Record excerpts →
- Opening Delimiter -

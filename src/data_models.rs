use serde::{Deserialize, Serialize};

pub const MAX_ORGANIC_RESULTS: usize = 5;
pub const LINK_PREFIX: &str = "Link: ";
pub const NO_RESULTS: &str = "No search results found.";

#[derive(Serialize, Deserialize, Debug, Clone, PartialEq, Eq)]
pub struct SearchHit {
    pub title: String,
    pub link: String,
    pub snippet: String,
}

impl SearchHit {
    pub fn new(title: String, link: String, snippet: String) -> SearchHit {
        SearchHit {
            title,
            link,
            snippet,
        }
    }
}

/// Results of one search, in the provider's order, capped at
/// [`MAX_ORGANIC_RESULTS`] organic entries.
#[derive(Debug, Clone, Default, PartialEq, Eq)]
pub struct SearchResultSet {
    pub direct_answer: Option<String>,
    pub hits: Vec<SearchHit>,
}

impl SearchResultSet {
    pub fn is_empty(&self) -> bool {
        self.direct_answer.is_none() && self.hits.is_empty()
    }

    /// Render as the flat text block handed to callers.
    ///
    /// Every hit contributes exactly one line starting with [`LINK_PREFIX`];
    /// the research pipeline recovers URLs from those lines.
    pub fn render(&self) -> String {
        if self.is_empty() {
            return NO_RESULTS.to_string();
        }

        let mut blocks = Vec::with_capacity(self.hits.len() + 1);
        if let Some(answer) = &self.direct_answer {
            blocks.push(format!("💡 DIRECT ANSWER: {answer}\n"));
        }
        for hit in &self.hits {
            blocks.push(format!(
                "Title: {}\n{LINK_PREFIX}{}\nSnippet: {}\n---",
                hit.title, hit.link, hit.snippet
            ));
        }
        blocks.join("\n")
    }
}

impl From<SerperResponse> for SearchResultSet {
    fn from(response: SerperResponse) -> Self {
        let direct_answer = response
            .answer_box
            .and_then(|b| b.snippet.filter(|s| !s.is_empty()).or(b.answer))
            .filter(|s| !s.is_empty());

        let hits = response
            .organic
            .into_iter()
            .take(MAX_ORGANIC_RESULTS)
            .map(|item| {
                SearchHit::new(
                    item.title.unwrap_or_else(|| "No Title".to_string()),
                    item.link.unwrap_or_else(|| "#".to_string()),
                    item.snippet
                        .unwrap_or_else(|| "No description available.".to_string()),
                )
            })
            .collect();

        SearchResultSet {
            direct_answer,
            hits,
        }
    }
}

// Serper wire format. Only the fields we render are modelled.

#[derive(Deserialize, Debug, Default)]
pub struct SerperResponse {
    #[serde(rename = "answerBox", default)]
    pub answer_box: Option<SerperAnswerBox>,
    #[serde(default)]
    pub organic: Vec<SerperOrganic>,
}

#[derive(Deserialize, Debug, Default)]
pub struct SerperAnswerBox {
    #[serde(default)]
    pub snippet: Option<String>,
    #[serde(default)]
    pub answer: Option<String>,
}

#[derive(Deserialize, Debug, Default)]
pub struct SerperOrganic {
    #[serde(default)]
    pub title: Option<String>,
    #[serde(default)]
    pub link: Option<String>,
    #[serde(default)]
    pub snippet: Option<String>,
}

#[derive(Serialize, Debug)]
pub struct SerperRequest<'a> {
    pub q: &'a str,
    pub gl: &'a str,
}

/// Returns the first `max_chars` characters of `text` when it is longer,
/// `None` when it already fits.
pub fn truncate_chars(text: &str, max_chars: usize) -> Option<&str> {
    text.char_indices()
        .nth(max_chars)
        .map(|(byte_idx, _)| &text[..byte_idx])
}

#[cfg(test)]
mod tests {
    use super::*;
    use serde_json::json;

    fn parse(v: serde_json::Value) -> SearchResultSet {
        serde_json::from_value::<SerperResponse>(v).unwrap().into()
    }

    #[test]
    fn empty_response_renders_no_results() {
        let set = parse(json!({}));
        assert!(set.is_empty());
        assert_eq!(set.render(), NO_RESULTS);
    }

    #[test]
    fn answer_box_prefers_snippet_then_answer() {
        let set = parse(json!({"answerBox": {"snippet": "Paris", "answer": "ignored"}}));
        assert_eq!(set.direct_answer.as_deref(), Some("Paris"));

        let set = parse(json!({"answerBox": {"answer": "42"}}));
        assert_eq!(set.direct_answer.as_deref(), Some("42"));

        let set = parse(json!({"answerBox": {"title": "nothing usable"}}));
        assert!(set.direct_answer.is_none());
        assert_eq!(set.render(), NO_RESULTS);
    }

    #[test]
    fn direct_answer_leads_the_block() {
        let set = parse(json!({
            "answerBox": {"snippet": "Paris"},
            "organic": [{"title": "France", "link": "https://fr.test", "snippet": "Capital"}]
        }));
        assert_eq!(
            set.render(),
            "💡 DIRECT ANSWER: Paris\n\nTitle: France\nLink: https://fr.test\nSnippet: Capital\n---"
        );
    }

    #[test]
    fn organic_results_are_capped_in_order() {
        let organic: Vec<_> = (0..8)
            .map(|i| json!({"title": format!("t{i}"), "link": format!("https://{i}.test")}))
            .collect();
        let set = parse(json!({ "organic": organic }));
        assert_eq!(set.hits.len(), MAX_ORGANIC_RESULTS);
        let links: Vec<_> = set.hits.iter().map(|h| h.link.as_str()).collect();
        assert_eq!(
            links,
            ["https://0.test", "https://1.test", "https://2.test", "https://3.test", "https://4.test"]
        );
        assert_eq!(set.render().matches("\n---").count(), MAX_ORGANIC_RESULTS);
    }

    #[test]
    fn missing_fields_get_placeholders() {
        let set = parse(json!({"organic": [{}]}));
        assert_eq!(
            set.hits[0],
            SearchHit::new(
                "No Title".into(),
                "#".into(),
                "No description available.".into()
            )
        );
    }

    #[test]
    fn truncate_counts_chars_not_bytes() {
        assert_eq!(truncate_chars("hello", 5), None);
        assert_eq!(truncate_chars("hello", 3), Some("hel"));
        assert_eq!(truncate_chars("ééé", 2), Some("éé"));
        assert_eq!(truncate_chars("", 0), None);
    }
}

- Closing Delimiter -

Prompt →
All records above must be printed again, exactly.

Reply to the task →
filename src/data_models.rs
use serde::{Deserialize, Serialize};

pub const MAX_ORGANIC_RESULTS: usize = 5;
pub const LINK_PREFIX: &str = "Link: ";
pub const NO_RESULTS: &str = "No search results found.";

#[derive(Serialize, Deserialize, Debug, Clone, PartialEq, Eq)]
pub struct SearchHit {
    pub title: String,
    pub link: String,
    pub snippet: String,
}

impl SearchHit {
    pub fn new(title: String, link: String, snippet: String) -> SearchHit {
        SearchHit {
            title,
            link,
            snippet,
        }
    }
}

/// Results of one search, in the provider's order, capped at
/// [`MAX_ORGANIC_RESULTS`] organic entries.
#[derive(Debug, Clone, Default, PartialEq, Eq)]
pub struct SearchResultSet {
    pub direct_answer: Option<String>,
    pub hits: Vec<SearchHit>,
}

impl SearchResultSet {
    pub fn is_empty(&self) -> bool {
        self.direct_answer.is_none() && self.hits.is_empty()
    }

    /// Render as the flat text block handed to callers.
    ///
    /// Every hit contributes exactly one line starting with [`LINK_PREFIX`];
    /// the research pipeline recovers URLs from those lines.
    pub fn render(&self) -> String {
        if self.is_empty() {
            return NO_RESULTS.to_string();
        }

        let mut blocks = Vec::with_capacity(self.hits.len() + 1);
        if let Some(answer) = &self.direct_answer {
            blocks.push(format!("💡 DIRECT ANSWER: {answer}\n"));
        }
        for hit in &self.hits {
            blocks.push(format!(
                "Title: {}\n{LINK_PREFIX}{}\nSnippet: {}\n---",
                hit.title, hit.link, hit.snippet
            ));
        }
        blocks.join("\n")
    }
}

impl From<SerperResponse> for SearchResultSet {
    fn from(response: SerperResponse) -> Self {
        let direct_answer = response
            .answer_box
            .and_then(|b| b.snippet.filter(|s| !s.is_empty()).or(b.answer))
            .filter(|s| !s.is_empty());

        let hits = response
            .organic
            .into_iter()
            .take(MAX_ORGANIC_RESULTS)
            .map(|item| {
                SearchHit::new(
                    item.title.unwrap_or_else(|| "No Title".to_string()),
                    item.link.unwrap_or_else(|| "#".to_string()),
                    item.snippet
                        .unwrap_or_else(|| "No description available.".to_string()),
                )
            })
            .collect();

        SearchResultSet {
            direct_answer,
            hits,
        }
    }
}

// Serper wire format. Only the fields we render are modelled.

#[derive(Deserialize, Debug, Default)]
pub struct SerperResponse {
    #[serde(rename = "answerBox", default)]
    pub answer_box: Option<SerperAnswerBox>,
    #[serde(default)]
    pub organic: Vec<SerperOrganic>,
}

#[derive(Deserialize, Debug, Default)]
pub struct SerperAnswerBox {
    #[serde(default)]
    pub snippet: Option<String>,
    #[serde(default)]
    pub answer: Option<String>,
}

#[derive(Deserialize, Debug, Default)]
pub struct SerperOrganic {
    #[serde(default)]
    pub title: Option<String>,
    #[serde(default)]
    pub link: Option<String>,
    #[serde(default)]
    pub snippet: Option<String>,
}

#[derive(Serialize, Debug)]
pub struct SerperRequest<'a> {
    pub q: &'a str,
    pub gl: &'a str,
}

/// Returns the first `max_chars` characters of `text` when it is longer,
/// `None` when it already fits.
pub fn truncate_chars(text: &str, max_chars: usize) -> Option<&str> {
    text.char_indices()
        .nth(max_chars)
        .map(|(byte_idx, _)| &text[..byte_idx])
}

#[cfg(test)]
mod tests {
    use super::*;
    use serde_json::json;

    fn parse(v: serde_json::Value) -> SearchResultSet {
        serde_json::from_value::<SerperResponse>(v).unwrap().into()
    }

    #[test]
    fn empty_response_renders_no_results() {
        let set = parse(json!({}));
        assert!(set.is_empty());
        assert_eq!(set.render(), NO_RESULTS);
    }

    #[test]
    fn answer_box_prefers_snippet_then_answer() {
        let set = parse(json!({"answerBox": {"snippet": "Paris", "answer": "ignored"}}));
        assert_eq!(set.direct_answer.as_deref(), Some("Paris"));

        let set = parse(json!({"answerBox": {"answer": "42"}}));
        assert_eq!(set.direct_answer.as_deref(), Some("42"));

        let set = parse(json!({"answerBox": {"title": "nothing usable"}}));
        assert!(set.direct_answer.is_none());
        assert_eq!(set.render(), NO_RESULTS);
    }

    #[test]
    fn direct_answer_leads_the_block() {
        let set = parse(json!({
            "answerBox": {"snippet": "Paris"},
            "organic": [{"title": "France", "link": "https://fr.test", "snippet": "Capital"}]
        }));
        assert_eq!(
            set.render(),
            "💡 DIRECT ANSWER: Paris\n\nTitle: France\nLink: https://fr.test\nSnippet: Capital\n---"
        );
    }

    #[test]
    fn organic_results_are_capped_in_order() {
        let organic: Vec<_> = (0..8)
            .map(|i| json!({"title": format!("t{i}"), "link": format!("https://{i}.test")}))
            .collect();
        let set = parse(json!({ "organic": organic }));
        assert_eq!(set.hits.len(), MAX_ORGANIC_RESULTS);
        let links: Vec<_> = set.hits.iter().map(|h| h.link.as_str()).collect();
        assert_eq!(
            links,
            ["https://0.test", "https://1.test", "https://2.test", "https://3.test", "https://4.test"]
        );
        assert_eq!(set.render().matches("\n---").count(), MAX_ORGANIC_RESULTS);
    }

    #[test]
    fn missing_fields_get_placeholders() {
        let set = parse(json!({"organic": [{}]}));
        assert_eq!(
            set.hits[0],
            SearchHit::new(
                "No Title".into(),
                "#".into(),
                "No description available.".into()
            )
        );
    }

    #[test]
    fn truncate_counts_chars_not_bytes() {
        assert_eq!(truncate_chars("hello", 5), None);
        assert_eq!(truncate_chars("hello", 3), Some("hel"));
        assert_eq!(truncate_chars("ééé", 2), Some("éé"));
        assert_eq!(truncate_chars("", 0), None);
    }
}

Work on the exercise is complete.